From the Saga of The Ciro
versus State Security
The rigors of life in the G2 are too hard for me. Imagine, the first day at work they ordered us to ….God! How stupid, to be standing still in place? From that moment on my lumbago started. Later, when they saluted the flag and started to sing the national anthem, I developed a rash all over my body that itched like hell. But when that colonel said that we had to recite by heart the putrefied mummy Castro’s commandments about his definition of revolution, I suffered an intestinal infarction and fainted.
The doctor who saw me at the Naval Hospital tested my tolerance for Socialist Slogans and determined that I wasn’t fit to continue to provide my services in the State Security, now I am a retiree of MININT with a meager pension of 120 pesos monthly, so I must return to music. By the way, I did manage to get into the secret files and recover my papers, so, in case I don’t survive the consequences stemming from my one day in the G2, here are the lyrics to the song I wrote about stinky-feet Che:
Che did not batheChe was a babbling cocksucker the day Castro found him
and with his crooked teeth signed him up and put him on his boat.

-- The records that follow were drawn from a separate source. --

#[derive(Debug, Clone)]
pub struct AnalysisEngineConfig {
    pub request_window_ms: u64,
    pub max_window_elements: usize,
    pub min_samples_for_zscore: usize,
    pub tier3_enabled: bool,
    pub ml_data_collection_enabled: bool,
    pub session_window_ms: u64,
    pub session_tracking_enabled: bool,
    /// Sessions idle longer than this are torn down and replaced with a
    /// fresh one on the next event for the same key (spec S3).
    pub session_inactivity_ttl_ms: u64,
    pub min_chrome_version: u32,
    pub min_firefox_version: u32,
}

impl Default for AnalysisEngineConfig {
    fn default() -> Self {
        Self {
            request_window_ms: 5 * 60 * 1000,
            max_window_elements: 1000,
            min_samples_for_zscore: 30,
            tier3_enabled: false,
            ml_data_collection_enabled: false,
            session_window_ms: 30 * 60 * 1000,
            session_tracking_enabled: true,
            session_inactivity_ttl_ms: 30 * 60 * 1000,
            min_chrome_version: 90,
            min_firefox_version: 90,
        }
    }
}

#[derive(Debug, Default, Clone, Copy)]
pub struct EngineStateMetrics {
    pub tracked_ips: usize,
    pub tracked_paths: usize,
    pub tracked_sessions: usize,
    pub max_timestamp_seen: u64,
}

pub struct AnalysisEngine {
    config: AnalysisEngineConfig,
    ip_states: HashMap<String, PerIpState>,
    path_states: HashMap<String, PerPathState>,
    session_states: HashMap<String, PerSessionState>,
    max_timestamp_seen: u64,
}
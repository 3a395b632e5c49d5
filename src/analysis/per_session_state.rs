//! Per-session rolling state, keyed by the configured session-key components.

use std::collections::HashSet;
use std::io::{self, Read, Write};

use crate::analysis::per_ip_state::{read_string_set, read_u64, write_string_set};
use crate::window::SlidingWindow;

#[derive(Debug, Clone)]
pub struct PerSessionState {
    pub first_seen_ms: u64,
    pub last_seen_ms: u64,
    pub request_count: u64,
    pub error_count: u64,
    pub failed_login_count: u64,
    pub unique_paths: HashSet<String>,
    pub request_times: SlidingWindow<u64>,
}

impl PerSessionState {
    pub fn new(now_ms: u64, window_ms: u64, max_elements: usize) -> Self {
        Self {
            first_seen_ms: now_ms,
            last_seen_ms: now_ms,
            request_count: 0,
            error_count: 0,
            failed_login_count: 0,
            unique_paths: HashSet::new(),
            request_times: SlidingWindow::new(window_ms, max_elements),
        }
    }

    pub fn error_rate(&self) -> f64 {
        if self.request_count == 0 {
            0.0
        } else {
            self.error_count as f64 / self.request_count as f64
        }
    }

    /// Requests per second over the lifetime of the session so far.
    pub fn request_frequency(&self, now_ms: u64) -> f64 {
        let elapsed_secs = now_ms.saturating_sub(self.first_seen_ms) as f64 / 1000.0;
        if elapsed_secs < 1.0 {
            self.request_count as f64
        } else {
            self.request_count as f64 / elapsed_secs
        }
    }

    pub fn save(&self, out: &mut impl Write) -> io::Result<()> {
        out.write_all(&self.first_seen_ms.to_le_bytes())?;
        out.write_all(&self.last_seen_ms.to_le_bytes())?;
        out.write_all(&self.request_count.to_le_bytes())?;
        out.write_all(&self.error_count.to_le_bytes())?;
        out.write_all(&self.failed_login_count.to_le_bytes())?;
        write_string_set(out, &self.unique_paths)?;
        self.request_times.save(out)?;
        Ok(())
    }

    pub fn load(&mut self, input: &mut impl Read) -> io::Result<()> {
        self.first_seen_ms = read_u64(input)?;
        self.last_seen_ms = read_u64(input)?;
        self.request_count = read_u64(input)?;
        self.error_count = read_u64(input)?;
        self.failed_login_count = read_u64(input)?;
        self.unique_paths = read_string_set(input)?;
        self.request_times.load(input)?;
        Ok(())
    }
}

/// Joins the configured session-key components with `|`. Components that
/// cannot be resolved from the request are logged and skipped rather than
/// failing the whole key.
pub fn build_session_key(components: &[Option<String>]) -> String {
    components
        .iter()
        .filter_map(|c| c.as_deref())
        .collect::<Vec<_>>()
        .join("|")
}

#[cfg(test)]
mod tests {
    use super::*;

    #[test]
    fn session_key_skips_missing_components() {
        let key = build_session_key(&[Some("1.2.3.4".to_string()), None, Some("curl/8.0".to_string())]);
        assert_eq!(key, "1.2.3.4|curl/8.0");
    }

    #[test]
    fn request_frequency_uses_elapsed_time() {
        let mut s = PerSessionState::new(0, 60_000, 100);
        s.request_count = 10;
        s.last_seen_ms = 10_000;
        assert!((s.request_frequency(10_000) - 1.0).abs() < 1e-9);
    }
}
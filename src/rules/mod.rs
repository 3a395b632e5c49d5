//! The stateless tiered scorer: reads an [`AnalyzedEvent`], runs the four
//! detection tiers in order, combines their findings into a single score,
//! and assembles an [`Alert`] for the highest-priority tier that fired.
//!
//! Grounded in the source's `RuleEngine::evaluate_event`: tiers run
//! heuristic -> statistical -> ml -> dynamic-threshold, each may
//! short-circuit once the running score has already saturated, and the
//! allowlist check precedes all four.

pub mod scoring;

use aho_corasick::AhoCorasick;

use crate::alerts::{Alert, AlertAction, AlertTier};
use crate::allowlist::Allowlist;
use crate::analysis::analyzed_event::AnalyzedEvent;
use crate::analysis::log_entry::RequestType;
use crate::config::{AnomalyConfig, Tier1Config};
use crate::learning::LearningEngine;
use crate::models::manager::ModelManager;
use crate::rules::scoring::{score_from_threshold, score_from_z_score, BaseScores};

const SCORE_CAP: f64 = 100.0;

/// One tier's finding: enough to build an [`Alert`] if it turns out to be
/// the highest-priority tier that fired.
#[derive(Debug, Clone)]
struct Finding {
    tier: AlertTier,
    reason: String,
    score: f64,
    key_id: String,
}

pub struct RuleEngine<'a> {
    config: &'a AnomalyConfig,
    allowlist: &'a Allowlist,
    model_manager: &'a ModelManager,
    learning: &'a LearningEngine,
    suspicious_path_matcher: AhoCorasick,
    suspicious_ua_matcher: AhoCorasick,
}
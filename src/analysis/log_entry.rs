//! Parsed access-log record and path classification.

use serde::{Deserialize, Serialize};

#[derive(Debug, Clone, PartialEq, Eq)]
pub enum RequestType {
    Html,
    Asset,
    Other,
}

#[derive(Debug, Clone, Serialize, Deserialize)]
pub struct LogEntry {
    pub timestamp_ms: u64,
    pub source_ip: String,
    pub method: String,
    pub path: String,
    pub protocol: String,
    pub status_code: u16,
    pub bytes_sent: u64,
    pub request_time_s: f64,
    pub user_agent: Option<String>,
    pub referer: Option<String>,
    pub host: Option<String>,
    pub country: Option<String>,
    pub raw_line: String,
    pub line_number: u64,
    pub successfully_parsed: bool,
}

impl LogEntry {
    pub fn is_error(&self) -> bool {
        self.status_code >= 400
    }

    pub fn is_failed_login(&self) -> bool {
        self.status_code == 401 || self.status_code == 403
    }
}

const ASSET_PREFIXES: &[&str] = &["/static/", "/assets/", "/images/", "/css/", "/js/"];
const ASSET_SUFFIXES: &[&str] = &[
    ".css", ".js", ".png", ".jpg", ".jpeg", ".gif", ".svg", ".ico", ".woff", ".woff2", ".ttf", ".map",
];
const HTML_EXACT_PATHS: &[&str] = &["/", "/index.html", "/index.htm"];

/// Classify a request path: exact HTML match, then asset prefix, then
/// asset-suffix-after-stripping-query-or-fragment, else `Other`.
pub fn get_request_type(path: &str) -> RequestType {
    if HTML_EXACT_PATHS.contains(&path) {
        return RequestType::Html;
    }
    if ASSET_PREFIXES.iter().any(|p| path.starts_with(p)) {
        return RequestType::Asset;
    }
    let stripped = path.split(['?', '#']).next().unwrap_or(path);
    if ASSET_SUFFIXES.iter().any(|suf| stripped.ends_with(suf)) {
        return RequestType::Asset;
    }
    if stripped.ends_with(".html") || stripped.ends_with(".htm") {
        return RequestType::Html;
    }
    RequestType::Other
}

#[cfg(test)]
mod tests {
    use super::*;

    #[test]
    fn root_path_is_html() {
        assert_eq!(get_request_type("/"), RequestType::Html);
    }

    #[test]
    fn static_prefix_is_asset() {
        assert_eq!(get_request_type("/static/app.js"), RequestType::Asset);
    }

    #[test]
    fn suffix_after_query_string_is_asset() {
        assert_eq!(get_request_type("/bundle.js?v=3"), RequestType::Asset);
    }

    #[test]
    fn unmatched_path_is_other() {
        assert_eq!(get_request_type("/api/v1/users"), RequestType::Other);
    }
}
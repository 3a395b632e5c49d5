//! Per-request-path rolling state.

use std::io::{self, Read, Write};

use crate::analysis::per_ip_state::{read_string_set, read_u64, write_string_set};
use crate::rolling::RollingStatistics;

#[derive(Debug, Clone)]
pub struct PerPathState {
    pub first_seen_ms: u64,
    pub last_seen_ms: u64,
    pub request_count: u64,
    pub error_count: u64,
    pub ips_seen: std::collections::HashSet<String>,
    pub request_time_stats: RollingStatistics,
    pub bytes_stats: RollingStatistics,
    pub error_rate_stats: RollingStatistics,
    pub request_volume_stats: RollingStatistics,
}

impl PerPathState {
    pub fn new(now_ms: u64) -> Self {
        Self {
            first_seen_ms: now_ms,
            last_seen_ms: now_ms,
            request_count: 0,
            error_count: 0,
            ips_seen: std::collections::HashSet::new(),
            request_time_stats: RollingStatistics::new(0.1, 500),
            bytes_stats: RollingStatistics::new(0.1, 500),
            error_rate_stats: RollingStatistics::new(0.1, 500),
            request_volume_stats: RollingStatistics::new(0.1, 500),
        }
    }

    pub fn error_rate(&self) -> f64 {
        if self.request_count == 0 {
            0.0
        } else {
            self.error_count as f64 / self.request_count as f64
        }
    }

    pub fn save(&self, out: &mut impl Write) -> io::Result<()> {
        out.write_all(&self.first_seen_ms.to_le_bytes())?;
        out.write_all(&self.last_seen_ms.to_le_bytes())?;
        out.write_all(&self.request_count.to_le_bytes())?;
        out.write_all(&self.error_count.to_le_bytes())?;
        write_string_set(out, &self.ips_seen)?;
        self.request_time_stats.save(out)?;
        self.bytes_stats.save(out)?;
        self.error_rate_stats.save(out)?;
        self.request_volume_stats.save(out)?;
        Ok(())
    }

    pub fn load(&mut self, input: &mut impl Read) -> io::Result<()> {
        self.first_seen_ms = read_u64(input)?;
        self.last_seen_ms = read_u64(input)?;
        self.request_count = read_u64(input)?;
        self.error_count = read_u64(input)?;
        self.ips_seen = read_string_set(input)?;
        self.request_time_stats.load(input)?;
        self.bytes_stats.load(input)?;
        self.error_rate_stats.load(input)?;
        self.request_volume_stats.load(input)?;
        Ok(())
    }
}

#[cfg(test)]
mod tests {
    use super::*;

    #[test]
    fn error_rate_zero_before_any_requests() {
        let s = PerPathState::new(0);
        assert_eq!(s.error_rate(), 0.0);
    }

    #[test]
    fn save_load_round_trip() {
        let mut s = PerPathState::new(5);
        s.request_count = 10;
        s.error_count = 2;
        s.ips_seen.insert("1.2.3.4".to_string());

        let mut buf = Vec::new();
        s.save(&mut buf).unwrap();

        let mut loaded = PerPathState::new(0);
        loaded.load(&mut buf.as_slice()).unwrap();
        assert_eq!(loaded.request_count, 10);
        assert_eq!(loaded.error_count, 2);
        assert_eq!(loaded.ips_seen, s.ips_seen);
    }
}
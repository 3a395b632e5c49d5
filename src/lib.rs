//! Real-time anomaly detection over HTTP access logs: a four-tier scoring
//! pipeline (heuristic, statistical, ML, dynamic-threshold) feeding a
//! throttled alert sink, with CIDR allowlisting and crash-safe snapshots.

pub mod alerts;
pub mod allowlist;
pub mod analysis;
pub mod config;
pub mod learning;
pub mod log_parser;
pub mod metrics;
pub mod models;
pub mod rolling;
pub mod rules;
pub mod seasonal;
pub mod stats;
pub mod storage;
pub mod window;

pub use alerts::{Alert, AlertAction, AlertManager, AlertTier};
pub use allowlist::Allowlist;
pub use analysis::analyzed_event::AnalyzedEvent;
pub use analysis::log_entry::LogEntry;
pub use analysis::{AnalysisEngine, AnalysisEngineConfig, AnalysisError};
pub use config::AnomalyConfig;
pub use learning::LearningEngine;
pub use models::manager::ModelManager;
pub use rules::RuleEngine;
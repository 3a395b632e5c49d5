//! Per-source-IP rolling state.

use std::collections::HashSet;
use std::io::{self, Read, Write};

use crate::rolling::RollingStatistics;
use crate::window::SlidingWindow;

const MAX_TRACKED_PATHS: usize = 500;
const MAX_TRACKED_SESSION_KEYS: usize = 100;
const UA_CYCLING_WINDOW_MS: u64 = 10 * 60 * 1000;
const UA_CYCLING_DISTINCT_THRESHOLD: usize = 4;

#[derive(Debug, Clone)]
pub struct PerIpState {
    pub first_seen_ms: u64,
    pub last_seen_ms: u64,
    pub request_times: SlidingWindow<u64>,
    pub failed_logins: SlidingWindow<u64>,
    pub user_agent_window: SlidingWindow<String>,
    pub last_known_user_agent: Option<String>,
    pub known_paths: HashSet<String>,
    pub known_session_keys: HashSet<String>,
    pub html_count: u64,
    pub asset_count: u64,
    pub get_count: u64,
    pub post_count: u64,
    pub request_time_stats: RollingStatistics,
    pub bytes_stats: RollingStatistics,
    pub error_rate_stats: RollingStatistics,
    pub request_volume_stats: RollingStatistics,
}

impl PerIpState {
    pub fn new(now_ms: u64, request_window_ms: u64, max_window_elements: usize) -> Self {
        Self {
            first_seen_ms: now_ms,
            last_seen_ms: now_ms,
            request_times: SlidingWindow::new(request_window_ms, max_window_elements),
            failed_logins: SlidingWindow::new(request_window_ms, max_window_elements),
            user_agent_window: SlidingWindow::new(UA_CYCLING_WINDOW_MS, max_window_elements),
            last_known_user_agent: None,
            known_paths: HashSet::new(),
            known_session_keys: HashSet::new(),
            html_count: 0,
            asset_count: 0,
            get_count: 0,
            post_count: 0,
            request_time_stats: RollingStatistics::new(0.1, 500),
            bytes_stats: RollingStatistics::new(0.1, 500),
            error_rate_stats: RollingStatistics::new(0.1, 500),
            request_volume_stats: RollingStatistics::new(0.1, 500),
        }
    }

    /// True if this is the first time this path has been seen from this IP.
    /// Tracking is capped at [`MAX_TRACKED_PATHS`]; once full, new paths are
    /// still reported as new but are not added to the set.
    pub fn note_path(&mut self, path: &str) -> bool {
        if self.known_paths.contains(path) {
            return false;
        }
        if self.known_paths.len() < MAX_TRACKED_PATHS {
            self.known_paths.insert(path.to_string());
        }
        true
    }

    pub fn note_session_key(&mut self, key: &str) -> bool {
        if self.known_session_keys.contains(key) {
            return false;
        }
        if self.known_session_keys.len() < MAX_TRACKED_SESSION_KEYS {
            self.known_session_keys.insert(key.to_string());
        }
        true
    }

    pub fn post_to_get_ratio(&self) -> f64 {
        if self.get_count == 0 {
            0.0
        } else {
            self.post_count as f64 / self.get_count as f64
        }
    }

    pub fn html_asset_ratio(&self) -> f64 {
        if self.asset_count == 0 {
            self.html_count as f64
        } else {
            self.html_count as f64 / self.asset_count as f64
        }
    }

    /// Number of distinct user agents seen within the UA-cycling window.
    pub fn ua_changes_in_session(&self) -> usize {
        let mut distinct = HashSet::new();
        for (_, ua) in self.user_agent_window.iter() {
            distinct.insert(ua.as_str());
        }
        distinct.len()
    }

    pub fn is_ua_cycling(&self) -> bool {
        self.ua_changes_in_session() >= UA_CYCLING_DISTINCT_THRESHOLD
    }

    pub fn reconfigure(&mut self, request_window_ms: u64, max_window_elements: usize) {
        self.request_times.reconfigure(request_window_ms, max_window_elements);
        self.failed_logins.reconfigure(request_window_ms, max_window_elements);
        self.user_agent_window.reconfigure(UA_CYCLING_WINDOW_MS, max_window_elements);
    }

    pub fn prune(&mut self, now_ms: u64) {
        self.request_times.prune(now_ms);
        self.failed_logins.prune(now_ms);
        self.user_agent_window.prune(now_ms);
    }

    pub fn save(&self, out: &mut impl Write) -> io::Result<()> {
        out.write_all(&self.first_seen_ms.to_le_bytes())?;
        out.write_all(&self.last_seen_ms.to_le_bytes())?;
        self.request_times.save(out)?;
        self.failed_logins.save(out)?;
        self.user_agent_window.save(out)?;
        write_string(out, self.last_known_user_agent.as_deref().unwrap_or(""))?;
        write_string_set(out, &self.known_paths)?;
        write_string_set(out, &self.known_session_keys)?;
        out.write_all(&self.html_count.to_le_bytes())?;
        out.write_all(&self.asset_count.to_le_bytes())?;
        out.write_all(&self.get_count.to_le_bytes())?;
        out.write_all(&self.post_count.to_le_bytes())?;
        self.request_time_stats.save(out)?;
        self.bytes_stats.save(out)?;
        self.error_rate_stats.save(out)?;
        self.request_volume_stats.save(out)?;
        Ok(())
    }

    pub fn load(&mut self, input: &mut impl Read) -> io::Result<()> {
        self.first_seen_ms = read_u64(input)?;
        self.last_seen_ms = read_u64(input)?;
        self.request_times.load(input)?;
        self.failed_logins.load(input)?;
        self.user_agent_window.load(input)?;
        let ua = read_string(input)?;
        self.last_known_user_agent = if ua.is_empty() { None } else { Some(ua) };
        self.known_paths = read_string_set(input)?;
        self.known_session_keys = read_string_set(input)?;
        self.html_count = read_u64(input)?;
        self.asset_count = read_u64(input)?;
        self.get_count = read_u64(input)?;
        self.post_count = read_u64(input)?;
        self.request_time_stats.load(input)?;
        self.bytes_stats.load(input)?;
        self.error_rate_stats.load(input)?;
        self.request_volume_stats.load(input)?;
        Ok(())
    }
}

pub(crate) fn read_u64(input: &mut impl Read) -> io::Result<u64> {
    let mut buf = [0u8; 8];
    input.read_exact(&mut buf)?;
    Ok(u64::from_le_bytes(buf))
}

pub(crate) fn write_string(out: &mut impl Write, s: &str) -> io::Result<()> {
    out.write_all(&(s.len() as u64).to_le_bytes())?;
    out.write_all(s.as_bytes())
}

pub(crate) fn read_string(input: &mut impl Read) -> io::Result<String> {
    let len = read_u64(input)? as usize;
    let mut bytes = vec![0u8; len];
    input.read_exact(&mut bytes)?;
    String::from_utf8(bytes).map_err(|e| io::Error::new(io::ErrorKind::InvalidData, e))
}

pub(crate) fn write_string_set(out: &mut impl Write, set: &HashSet<String>) -> io::Result<()> {
    out.write_all(&(set.len() as u64).to_le_bytes())?;
    for item in set {
        write_string(out, item)?;
    }
    Ok(())
}

pub(crate) fn read_string_set(input: &mut impl Read) -> io::Result<HashSet<String>> {
    let len = read_u64(input)? as usize;
    let mut set = HashSet::with_capacity(len);
    for _ in 0..len {
        set.insert(read_string(input)?);
    }
    Ok(set)
}

#[cfg(test)]
mod tests {
    use super::*;

    #[test]
    fn note_path_reports_new_then_known() {
        let mut s = PerIpState::new(0, 60_000, 1000);
        assert!(s.note_path("/a"));
        assert!(!s.note_path("/a"));
    }

    #[test]
    fn post_to_get_ratio_zero_when_no_gets() {
        let s = PerIpState::new(0, 60_000, 1000);
        assert_eq!(s.post_to_get_ratio(), 0.0);
    }

    #[test]
    fn ua_cycling_detects_many_distinct_agents() {
        let mut s = PerIpState::new(0, 60_000, 1000);
        for i in 0..5 {
            s.user_agent_window.add(i, format!("agent-{i}"));
        }
        assert!(s.is_ua_cycling());
    }

    #[test]
    fn save_load_round_trip() {
        let mut s = PerIpState::new(10, 60_000, 1000);
        s.note_path("/x");
        s.note_session_key("k1");
        s.last_known_user_agent = Some("curl/8.0".to_string());
        s.html_count = 3;
        s.asset_count = 1;

        let mut buf = Vec::new();
        s.save(&mut buf).unwrap();

        let mut loaded = PerIpState::new(0, 60_000, 1000);
        loaded.load(&mut buf.as_slice()).unwrap();
        assert_eq!(loaded.first_seen_ms, 10);
        assert_eq!(loaded.known_paths, s.known_paths);
        assert_eq!(loaded.last_known_user_agent, s.last_known_user_agent);
        assert_eq!(loaded.html_count, 3);
    }
}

and there wasn’t a single expeditionary who could fall asleep.
Because an unbearable foot stink hung around the place.
The farts he farted raised tremendous curiosity.
If his asthma doesn’t let him breathe, where does he get so much gas?
Such putrefaction bothered even Fidel himself.
Who made him a commanding officer and sent him to an invasion far away from him.
He even had a few children when the revolution was won.
Who was the madwoman who could tolerate such a stench?
And Castro sent him to Bolivia never to smell him again.
And under that pretense, made sure they would kill him there.
P.S. I’m missing a stanza that someone ripped off the page, I’m sure to keep it as a souvenir.